16 May 2026 Publié | Traduit de l'espagnol

Le chancelier allemand Friedrich Merz a reconnu lors du 104e Katholikentag que son message d'espoir n'atteint pas les jeunes. Face à leurs questions directes, il a admis des lacunes dans sa communication et s'est montré autocritique envers la coalition gouvernementale, où l'excès de conflit nuit aux résultats. Un problème de signal en période de bruit politique.
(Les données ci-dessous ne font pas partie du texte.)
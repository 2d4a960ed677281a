//! Operator-facing cluster report

use serde::Serialize;
use std::fmt;
use std::time::Duration;

/// Snapshot of repair statistics and capacity
#[derive(Debug, Clone, PartialEq, Serialize)]
pub struct ClusterReport {
    pub failures: u64,
    pub avg_repair: Duration,
    pub nodes: usize,
    pub used_slots: usize,
    pub capacity: usize,
    pub repairs_in_flight: usize,
    pub repairs_abandoned: u64,
}

impl ClusterReport {
    /// `Failures: <count> | Avg Repair: <duration>`
    pub fn failure_line(&self) -> String {
        format!(
            "Failures: {} | Avg Repair: {:?}",
            self.failures, self.avg_repair
        )
    }

    /// `Nodes:<count> Used:<usedSlots> Total:<capacity>`
    pub fn capacity_line(&self) -> String {
        format!(
            "Nodes:{} Used:{} Total:{}",
            self.nodes, self.used_slots, self.capacity
        )
    }
}

impl fmt::Display for ClusterReport {
    fn fmt(&self, f: &mut fmt::Formatter<'_>) -> fmt::Result {
        writeln!(f, "{}", self.failure_line())?;
        write!(f, "{}", self.capacity_line())
    }
}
Le chancelier allemand Friedrich Merz debout à un pupitre dans une salle de conférence bondée, de jeunes membres du public levant des smartphones et des tablettes vers lui, un grand écran numérique derrière lui affichant une onde de signal fragmentée avec des lignes de transmission brisées, des motifs d'interférence sonore rayonnant du pupitre, des câbles et des microphones emmêlés sur la scène en bois, Merz faisant un geste d'une main tandis que l'autre ajuste un casque défectueux, visualisation d'ingénierie photoréaliste cinématographique, éclairage dramatique de scène créant de longues ombres, pupitre métallique reflétant la lueur bleue de l'écran, foule floue aux postures interrogatives, métaphore de l'échec de la communication technique

La communication politique comme un système de rustines 📡

L'aveu de Merz rappelle un développeur qui publie des mises à jour sans documentation. Au lieu d'un message stable, la coalition propose des rustines de débat qui ne corrigent pas les bugs de fond. Si la politique était un logiciel, sa version bêta accumulerait des erreurs de compatibilité entre promesses et exécution. Pour atteindre les jeunes, le chancelier a besoin d'une interface plus simple et de moins de couches de bureaucratie.

Merz découvre que les jeunes n'utilisent pas de télégrammes 🤳

Merz, avec l'air d'avoir vu un mème sans le comprendre, promet d'améliorer sa communication. Peut-être que son prochain discours inclura des emojis ou un tutoriel TikTok. En attendant, la coalition reste ce groupe WhatsApp où tout le monde écrit et personne ne lit. Au moins, le chancelier sait désormais que le problème n'est pas le message, mais le canal : les jeunes ont cessé d'utiliser des pigeons voyageurs.